Avec son discours de politique générale, François Bayrou a-t-il bougé les lignes à l’Assemblée ?
A l’Assemblée nationale,
Après quelques minutes, François Bayrou semble un peu perdu à la tribune. Il remue les feuilles posées devant lui. « Il y a eu un peu de mélange dans mes pages… » Depuis leurs sièges, les insoumis s’en amusent, alors qu’on apporte au Premier ministre la partie manquante. « C’est parce que je suis un néophyte, je suis bien obligé d’apprendre ce métier », s’amuse-t-il avant de poursuivre sa déclaration de politique générale. Le maire de Pau, dans le bain politique depuis près de cinquante ans, est pourtant loin d’être un novice. Il sait mieux que personne que son discours devant les députés pouvait lui permettre de s’offrir un peu d’air pour la suite.
Une réforme des retraites « remise en chantier »
Car depuis sa nomination à Matignon, fin décembre, François Bayrou tente de décrocher le Parti socialiste. A la différence de son prédécesseur, Michel Barnier, dont le sort dépendait du bon vouloir du Rassemblement national, le nouveau Premier ministre semblait vouloir miser sur une partie de la gauche pour consolider sa place à Matignon. Jusqu’à lundi soir encore, le chef du gouvernement tentait donc en coulisses de s’assurer d’un accord de non-censure avec le groupe PS. Avec au cœur des échanges, la réforme des retraites d’Emmanuel Macron, dont Olivier Faure, le patron du PS, espérait une « suspension ».

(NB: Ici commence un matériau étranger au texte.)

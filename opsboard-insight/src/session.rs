// Copyright 2025 Sushanth (https://github.com/sushanthpy)
//
// This program is free software: you can redistribute it and/or modify
// it under the terms of the GNU Affero General Public License as published by
// the Free Software Foundation, either version 3 of the License, or
// (at your option) any later version.
//
// This program is distributed in the hope that it will be useful,
// but WITHOUT ANY WARRANTY; without even the implied warranty of
// MERCHANTABILITY or FITNESS FOR A PARTICULAR PURPOSE. See the
// GNU Affero General Public License for more details.
//
// You should have received a copy of the GNU Affero General Public License
// along with this program. If not, see <https://www.gnu.org/licenses/>.

//! One dashboard session's view of the AI summary.

use crate::service::SummaryService;
use opsboard_core::{ActivityLog, Summary};
use parking_lot::RwLock;
use std::sync::atomic::{AtomicBool, Ordering};
use std::sync::Arc;

/// Holds the latest summary and allows one pending request at a time
pub struct InsightSession {
    service: Arc<SummaryService>,
    in_flight: AtomicBool,
    current: RwLock<Option<Summary>>,
}

/// Clears the in-flight flag on completion or cancellation
struct InFlightGuard<'a>(&'a AtomicBool);

impl Drop for InFlightGuard<'_> {
    fn drop(&mut self) {
        self.0.store(false, Ordering::Release);
    }
}

impl InsightSession {
    pub fn new(service: Arc<SummaryService>) -> Self {
        Self {
            service,
            in_flight: AtomicBool::new(false),
            current: RwLock::new(None),
        }
    }

    /// Generate a summary and make it current.
    ///
    /// Returns `None` without contacting the service when a request is
    /// already pending. Dropping the returned future abandons the request and
    /// keeps the previous summary.
    pub async fn generate(&self, logs: &[ActivityLog]) -> Option<Summary> {
        if self
            .in_flight
            .compare_exchange(false, true, Ordering::AcqRel, Ordering::Acquire)
            .is_err()
        {
            tracing::debug!("Summary request already pending");
            return None;
        }
        let _guard = InFlightGuard(&self.in_flight);

        let summary = self.service.summarize(logs).await;
        *self.current.write() = Some(summary.clone());
        Some(summary)
    }

    pub fn is_loading(&self) -> bool {
        self.in_flight.load(Ordering::Acquire)
    }

    /// Latest summary, if one was generated
    pub fn current(&self) -> Option<Summary> {
        self.current.read().clone()
    }
}
use thiserror::Error;

/// Fatal stream errors. Per-record errors never surface as [Error].
#[derive(Debug, Clone, PartialEq, Error)]
pub enum Error {
    #[error("connection exhausted after {attempts} attempt(s): {reason}")]
    ConnectionExhausted { attempts: u32, reason: String },

    #[error("protocol error: {0}")]
    Protocol(String),
}
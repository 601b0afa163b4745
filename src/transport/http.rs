use log::{debug, trace};

use reqwest::{Client, StatusCode};

use std::time::Duration;

use super::{Transport, TransportError};

/// HTTP polling settings
#[derive(Debug, Clone)]
pub struct HttpSettings {
    /// Number of samples per batch
    pub batch_size: u32,

    /// Request timeout
    pub timeout: Duration,
}

impl Default for HttpSettings {
    fn default() -> Self {
        Self {
            batch_size: 16,
            timeout: Duration::from_secs(30),
        }
    }
}

/// Polls one sample after the other with
/// `GET url?batch_index=B&sample_index=S`, batches starting at 1.
/// The server answers 404 once it has nothing left to serve.
pub struct HttpTransport {
    url: String,
    settings: HttpSettings,
    client: Option<Client>,
    batch_index: u32,
    sample_index: u32,
    exhausted: bool,
}

impl HttpTransport {
    pub fn new(url: &str, settings: HttpSettings) -> Self {
        Self {
            url: url.to_string(),
            settings,
            client: None,
            batch_index: 1,
            sample_index: 0,
            exhausted: false,
        }
    }

    /// Moves on to the next sample
    fn advance(&mut self) {
        self.sample_index += 1;
        if self.sample_index >= self.settings.batch_size.max(1) {
            self.sample_index = 0;
            self.batch_index += 1;
        }
    }
}

impl Transport for HttpTransport {
    async fn open(&mut self) -> Result<(), TransportError> {
        if self.client.is_none() {
            let client = Client::builder()
                .timeout(self.settings.timeout)
                .build()
                .map_err(|e| TransportError::Connection(e.to_string()))?;

            self.client = Some(client);
        }
        Ok(())
    }

    async fn read(&mut self) -> Result<Option<Vec<u8>>, TransportError> {
        if self.exhausted {
            return Ok(None);
        }

        let client = self
            .client
            .as_ref()
            .ok_or_else(|| TransportError::Connection("not connected".to_string()))?;

        trace!(
            "GET {} - batch #{} sample #{}",
            self.url, self.batch_index, self.sample_index
        );

        let response = client
            .get(&self.url)
            .query(&[
                ("batch_index", self.batch_index),
                ("sample_index", self.sample_index),
            ])
            .send()
            .await
            .map_err(|e| TransportError::Connection(e.to_string()))?;

        let status = response.status();

        if status == StatusCode::NOT_FOUND {
            debug!(
                "{} - end of stream at batch #{} sample #{}",
                self.url, self.batch_index, self.sample_index
            );
            self.exhausted = true;
            return Ok(None);
        }

        if status.is_server_error() {
            return Err(TransportError::Connection(format!(
                "server error: {}",
                status
            )));
        }

        if !status.is_success() {
            return Err(TransportError::Protocol(format!(
                "unexpected status: {}",
                status
            )));
        }

        let body = response
            .bytes()
            .await
            .map_err(|e| TransportError::Connection(e.to_string()))?;

        self.advance();
        Ok(Some(body.to_vec()))
    }

    fn close(&mut self) {
        self.client = None;
    }
}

Alors, quand François Bayrou évoque ce mardi à la tribune la réforme tant décriée, l’hémicycle retrouve son calme un court instant pour écouter. Le Premier ministre annonce vouloir « remettre ce sujet en chantier, avec les partenaires sociaux, pour un temps bref » et ce « dès vendredi ». Il assure le faire sans « aucun tabou, pas même l’âge » mais exige de ne pas « dégrader l’équilibre financier » du système. « Si au cours de ce conclave, cette délégation trouve un accord d’équilibre et de meilleure justice, nous l’adopterons », promet le centriste. Sinon, c’est « la réforme actuelle qui continuerait à s’appliquer ». L’hémicycle vibre à nouveau. Les insoumis raillent les maigres concessions obtenues par leurs collègues socialistes.
Les socialistes déçus
A l’issue du discours, les socialistes ont la mine grave. Philippe Brun, député PS de l’Eure, s’estime dupé. « Il y a eu quelques annonces, mais c’est insuffisant. Revenir à la réforme des retraites initiale de Macron s’il n’y a pas d’accord au bout de trois mois, ce n’est pas acceptable. Par ailleurs, aucune des négociations budgétaires évoquées avec les ministres ces derniers jours n’a été annoncée. C’est très décevant », soupire l’élu devant les journalistes. A la tribune, le patron du groupe PS, Boris Vallaud, demande des comptes à François Bayrou sur la « contribution sur les hauts patrimoines », la « taxe sur les transactions financières », le sauvetage de « 4.000 postes dans l’Education nationale », soit tous les sujets négociés ces dernières heures avec son gouvernement… « A vous écouter, je dois vous le dire, le compte n’y est pas », regrette le socialiste. François Bayrou tente dans la foulée de répondre aux interrogations, mais sans vraiment convaincre.
Leurs alliés insoumis, communistes et écologistes n’attendent pas plus longtemps pour déposer une motion de censure. Celle-ci devrait être débattue ce jeudi, mais ne risque pas de faire tomber le gouvernement sans les voix du RN. Les socialistes déçus seront-ils de la partie ? Au JT de TF1, ce mardi soir, Olivier Faure s’est montré très flou, demandant davantage de concessions de la part de François Bayrou. Comme un aveu que le grand oral de ce dernier n’a finalement pas changé grand-chose.